Foster works as an on-call neurologist for the emergency room at night. Like Holmes, she sees drug-seekers of all ages.

"The thing that breaks my heart is the grannies," she said.

Some live with grandchildren who abuse or sell their pills, she said.

Many hospitals survey patients and tie some doctors' salaries to "patient satisfaction scores," Holmes said.

"So if I don't prescribe a patient a medication that they want and they were the patient that gets the survey, " he explained, "they're going to say that I'm a terrible doctor, that we're a terrible hospital, that they didn't get good care."

Physicians need to learn more about the nature of addiction, said Dr. Louis Baxter, president of the American Society of Addiction Medicine.

"Pain pills do not cause addiction," Baxter said.

Research shows that many factors can increase risk for addiction, including genetics and a person's family environment.

Doctors who prescribe pain medications should pay more attention to patients' predisposition to addiction with substance-abuse screenings, Baxter said. "If physicians start to pay more attention to a person's susceptibility, then right there you can begin to be more careful about to whom you are writing prescriptions."

Drug monitoring program could do more

Both doctors and police in West Virginia say that certain policies have helped cut down on "doctor shopping," where patients visit multiple providers for prescriptions.

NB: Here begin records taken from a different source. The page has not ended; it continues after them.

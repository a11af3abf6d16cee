use crate::config::types::Config;
use crate::config::validation::validate;
use crate::ConfigError;
use sha2::{Digest, Sha256};
use std::path::Path;

/// Loads and parses a configuration file from the given path
///
/// # Arguments
///
/// * `path` - Path to the TOML configuration file
///
/// # Returns
///
/// * `Ok(Config)` - Successfully loaded and validated configuration
/// * `Err(ConfigError)` - Failed to load, parse, or validate the configuration
///
/// # Example
///
/// ```no_run
/// use std::path::Path;
/// use herbarium_harvest::config::load_config;
///
/// let config = load_config(Path::new("harvest.toml")).unwrap();
/// println!("Output directory: {}", config.output.output_dir);
/// ```
pub fn load_config(path: &Path) -> Result<Config, ConfigError> {
    let content = std::fs::read_to_string(path)?;
    parse_config(&content)
}

/// Parses and validates configuration from TOML text
pub fn parse_config(content: &str) -> Result<Config, ConfigError> {
    let config: Config = toml::from_str(content)?;
    validate(&config)?;
    Ok(config)
}

/// Computes a SHA-256 hash of the configuration file content
///
/// Logged at startup so ledger entries can be correlated with the settings
/// that produced them.
pub fn compute_config_hash(path: &Path) -> Result<String, ConfigError> {
    let content = std::fs::read_to_string(path)?;
    let mut hasher = Sha256::new();
    hasher.update(content.as_bytes());
    let result = hasher.finalize();
    Ok(hex::encode(result))
}

/// Loads a configuration and returns both the config and its hash
pub fn load_config_with_hash(path: &Path) -> Result<(Config, String), ConfigError> {
    let config = load_config(path)?;
    let hash = compute_config_hash(path)?;
    Ok((config, hash))
}
//! Collaborator interfaces between the harvest loop and the site
//!
//! The coordinator only talks to the network through these traits, so tests
//! can drive it with in-memory sources.

use crate::catalog::FragmentKind;
use crate::state::{BaseFields, EntityFailure, EntityId, FragmentContent};
use async_trait::async_trait;
use std::collections::BTreeSet;
use std::fmt;

/// Classification of a failed fetch
#[derive(Debug, Clone, Copy, PartialEq, Eq, Hash)]
pub enum FailureKind {
    /// HTTP 404
    NotFound,
    /// HTTP 403
    Forbidden,
    /// HTTP 410
    Gone,
    /// HTTP 5xx
    ServerError,
    /// HTTP 429
    RateLimited,
    /// Connection, timeout or body read error
    NetworkError,
    /// The page came back too small to be a real page
    EmptyResponse,
}

impl FailureKind {
    /// Ledger `error_type` for this failure
    pub fn error_type(&self) -> &'static str {
        match self {
            Self::NotFound => "404_permanent",
            Self::Forbidden => "403_permanent",
            Self::Gone => "410_permanent",
            Self::ServerError => "server_error",
            Self::RateLimited => "rate_limit",
            Self::NetworkError => "network_error",
            Self::EmptyResponse => "empty_response",
        }
    }

    /// Permanent failures are skipped by retry runs
    pub fn is_retryable(&self) -> bool {
        !matches!(self, Self::NotFound | Self::Forbidden | Self::Gone)
    }

    /// Classifies an HTTP status; None for statuses that are not failures
    pub fn from_status(status: u16) -> Option<Self> {
        match status {
            404 => Some(Self::NotFound),
            403 => Some(Self::Forbidden),
            410 => Some(Self::Gone),
            429 => Some(Self::RateLimited),
            500..=599 => Some(Self::ServerError),
            _ => None,
        }
    }
}

/// A typed fetch failure
#[derive(Debug, Clone, PartialEq, Eq)]
pub struct FetchFailure {
    pub kind: FailureKind,
    pub message: String,
}

impl FetchFailure {
    pub fn new(kind: FailureKind, message: impl Into<String>) -> Self {
        Self {
            kind,
            message: message.into(),
        }
    }

    pub fn error_type(&self) -> &'static str {
        self.kind.error_type()
    }

    pub fn is_retryable(&self) -> bool {
        self.kind.is_retryable()
    }

    /// Converts into an entity-level failure for the ledger
    pub fn into_entity_failure(self) -> EntityFailure {
        EntityFailure::new(self.kind.error_type(), self.message, self.kind.is_retryable())
    }
}

impl fmt::Display for FetchFailure {
    fn fmt(&self, f: &mut fmt::Formatter<'_>) -> fmt::Result {
        write!(f, "{}: {}", self.kind.error_type(), self.message)
    }
}

impl std::error::Error for FetchFailure {}

/// What the species index page tells us before any fragment is fetched
#[derive(Debug, Clone, Default)]
pub struct Discovery {
    pub base: BaseFields,
    /// Fragment kinds advertised by the side menu; None when there is no menu
    pub available: Option<BTreeSet<FragmentKind>>,
}

/// Fetches a species index page
#[async_trait]
pub trait EntityDiscovery: Send + Sync {
    async fn discover(&self, id: &EntityId) -> Result<Discovery, FetchFailure>;
}

/// Fetches one fragment page of a species
#[async_trait]
pub trait FragmentFetcher: Send + Sync {
    async fn fetch_fragment(
        &self,
        id: &EntityId,
        kind: FragmentKind,
    ) -> Result<FragmentContent, FetchFailure>;
}

/// Lists every species the site publishes, in site order
#[async_trait]
pub trait SpeciesCatalog: Send + Sync {
    async fn list_species(&self) -> Result<Vec<EntityId>, FetchFailure>;
}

The state Board of Pharmacy runs a database where doctors can check where their patients have been filling prescriptions. The system has limitations:

• Doctors don't have to check it before writing prescriptions. About 81 percent of doctors surveyed say they do, but only 18 percent do it every time they write a prescription, according to an article Moss co-authored last year for the West Virginia Medical Journal.

• The system isn't linked to surrounding states' databases, though there is talk of doing so.

• By law, police and the state medical and pharmacy boards can only access data during an open investigation. A new report from the state Legislative Auditor's office recommends that lawmakers change this so that investigators can "red flag" unusual prescription practices and potential doctor shopping.

"People who are bent on abusing drugs are very clever, and as hard as we try, they're going to always find a way to get around the system," said Moss, who is a kidney doctor and palliative care specialist.

He remembers one patient who came in complaining of kidney stones. "She had blood in her urine. I gave her a prescription."

A nurse noticed that the woman didn't have a Band-aid on her finger before she slipped into the restroom for her urine sample. When she emerged, she did.

She had cut her finger to let it bleed it into the cup.

"Somewhere along the line, she learned what she should do," Moss said. "She fooled me."